The clinical efficacy and accuracy of the homogeneous assay method for the serum high density lipoprotein (HDL)-cholesterol determination were evaluated. The principle is as follows: low density lipoproteins (LDL) and very low density lipoproteins (VLDL) were coated by polymers and polyanion to be blocked from cholesterol esterase and cholesterol oxidase. The reaction of these enzymes for HDL cholesterol was enhanced with a detergent, and HDL cholesterol was selectively measured. Both within-run (n = 3, 20 times) and between-run (n = 3, 7 days) CVs were < 2%. The repeated freezing and thawing (4 times) of three distinct sera resulted in no changes of HDL cholesterol values.

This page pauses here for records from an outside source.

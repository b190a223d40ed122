//! Repository facts derived from backend queries.

use super::{Backend, RepositoryState};
use crate::{ResolutionFailure, VcsError};

/// Status text used when the working tree has no pending changes.
pub const CLEAN_STATUS: &str = "<Clean status>";

/// Environment variables consulted, in order, for the local login name.
pub const USER_VARIABLES: &[&str] = &["LOGNAME", "USER", "LNAME", "USERNAME"];

/// Environment variable git uses to pass an explicit commit author.
const AUTHOR_VARIABLE: &str = "GIT_AUTHOR_NAME";

/// Prefixes `git describe --all` puts in front of ref names.
const DESCRIBE_PREFIXES: &[&str] = &["heads/", "tags/", "remotes/"];

/// Collects repository facts through a [`Backend`].
///
/// Every method is a single read-only query; nothing is cached between calls.
#[derive(Debug, Clone, Copy)]
pub struct Collector<B> {
    backend: B,
}

impl<B: Backend> Collector<B> {
    pub fn new(backend: B) -> Self {
        Self { backend }
    }

    /// Absolute path of the repository's working tree.
    pub fn repository_path(&self) -> Result<String, VcsError> {
        self.backend.git(&["rev-parse", "--show-toplevel"])
    }

    /// Name of the checked-out branch.
    pub fn branch(&self) -> Result<String, VcsError> {
        self.backend.git(&["rev-parse", "--abbrev-ref", "HEAD"])
    }

    /// Login name of the user running git.
    pub fn local_user(&self) -> Result<String, VcsError> {
        USER_VARIABLES
            .iter()
            .filter_map(|name| self.backend.var(name))
            .find(|value| !value.is_empty())
            .ok_or(VcsError::UnknownUser {
                variables: USER_VARIABLES,
            })
    }

    /// The commit author: `GIT_AUTHOR_NAME` if set, otherwise `user.name` from git configuration.
    ///
    /// Returns an empty string if neither is available.
    pub fn author(&self) -> Result<String, VcsError> {
        if let Some(author) = self.backend.var(AUTHOR_VARIABLE) {
            return Ok(author);
        }
        match self.backend.git(&["config", "--get", "user.name"]) {
            Ok(name) => Ok(name),
            Err(err) if err.exit_code() == Some(1) => Ok(String::new()),
            Err(err) => Err(err),
        }
    }

    /// Short working-tree status, or [`CLEAN_STATUS`] if nothing is pending.
    pub fn status(&self) -> Result<String, VcsError> {
        let status = self.backend.git(&["status", "--short"])?;
        Ok(if status.trim().is_empty() {
            CLEAN_STATUS.to_owned()
        } else {
            status
        })
    }

    /// Diff introduced by `HEAD`; the root commit is diffed against the empty tree.
    pub fn diff_since_previous(&self) -> Result<String, VcsError> {
        self.backend.git(&["show", "--format=", "HEAD"])
    }

    /// Log entry of the latest commit.
    pub fn commit_log(&self) -> Result<String, VcsError> {
        self.backend.git(&["log", "--max-count=1", "HEAD"])
    }

    /// Paths changed by `HEAD`, including those of a root commit.
    pub fn changed_files_since_previous(&self) -> Result<Vec<String>, VcsError> {
        let names = self
            .backend
            .git(&["diff-tree", "--root", "--no-commit-id", "--name-only", "-r", "HEAD"])?;
        Ok(file_list(&names))
    }

    /// Paths that differ between two refs.
    pub fn changed_files_between(&self, from: &str, to: &str) -> Result<Vec<String>, VcsError> {
        let names = self.backend.git(&["diff", "--name-only", from, to])?;
        Ok(file_list(&names))
    }

    /// Every path tracked at `reference`.
    pub fn files_at(&self, reference: &str) -> Result<Vec<String>, VcsError> {
        let names = self.backend.git(&["ls-tree", "-r", "--name-only", reference])?;
        Ok(file_list(&names))
    }

    /// Resolve `reference` to the branch or tag pointing exactly at it.
    ///
    /// The caller decides how to degrade on failure.
    pub fn resolve_ref(&self, reference: &str) -> Result<String, ResolutionFailure> {
        let described = self
            .backend
            .git(&["describe", "--all", "--exact-match", reference])
            .map_err(|source| ResolutionFailure {
                reference: reference.to_owned(),
                source,
            })?;
        let name = DESCRIBE_PREFIXES
            .iter()
            .find_map(|prefix| described.strip_prefix(prefix))
            .unwrap_or(&described);
        Ok(name.to_owned())
    }

    /// Author, user and branch; everything `pre-commit` decides on.
    pub fn identity(&self) -> Result<RepositoryState, VcsError> {
        Ok(RepositoryState {
            author: self.author()?,
            user: self.local_user()?,
            branch: self.branch()?,
            ..Default::default()
        })
    }

    /// Everything a commit notification shows.
    pub fn commit(&self) -> Result<RepositoryState, VcsError> {
        Ok(RepositoryState {
            status: self.status()?,
            diff: self.diff_since_previous()?,
            log: self.commit_log()?,
            changed_files: self.changed_files_since_previous()?,
            ..self.identity()?
        })
    }
}

/// True for the all-zero object id git passes where no commit exists, e.g. after a clone.
pub fn is_null_ref(reference: &str) -> bool {
    !reference.is_empty() && reference.bytes().all(|byte| byte == b'0')
}

fn file_list(names: &str) -> Vec<String> {
    names
        .lines()
        .map(str::trim)
        .filter(|line| !line.is_empty())
        .map(ToOwned::to_owned)
        .collect()
}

Additions of lipid emulsion (Triglyceride = 100 mg/dl) and free bilirubin (20 mg/dl) gave no effect. Linearity was found up to 300 mg/dl. Increases in HDL cholesterol values by the addition of VLDL (total cholesterol (TC) = 300 mg/dl) or LDL (TC = 300 mg/dl) to the tested sera were < 0.5%. The correlation coefficient of the new method with a precipitation method was 0.995 (n = 64). HDL-C values for patients with hyperlipidemia (Type IIa, IIb, or III, IV, and V) by this method were comparable with those obtained by the precipitation method. From these results, we concluded that the new method meets the requirements for accuracy, precision, ease of handling massive samples, and was clinically useful.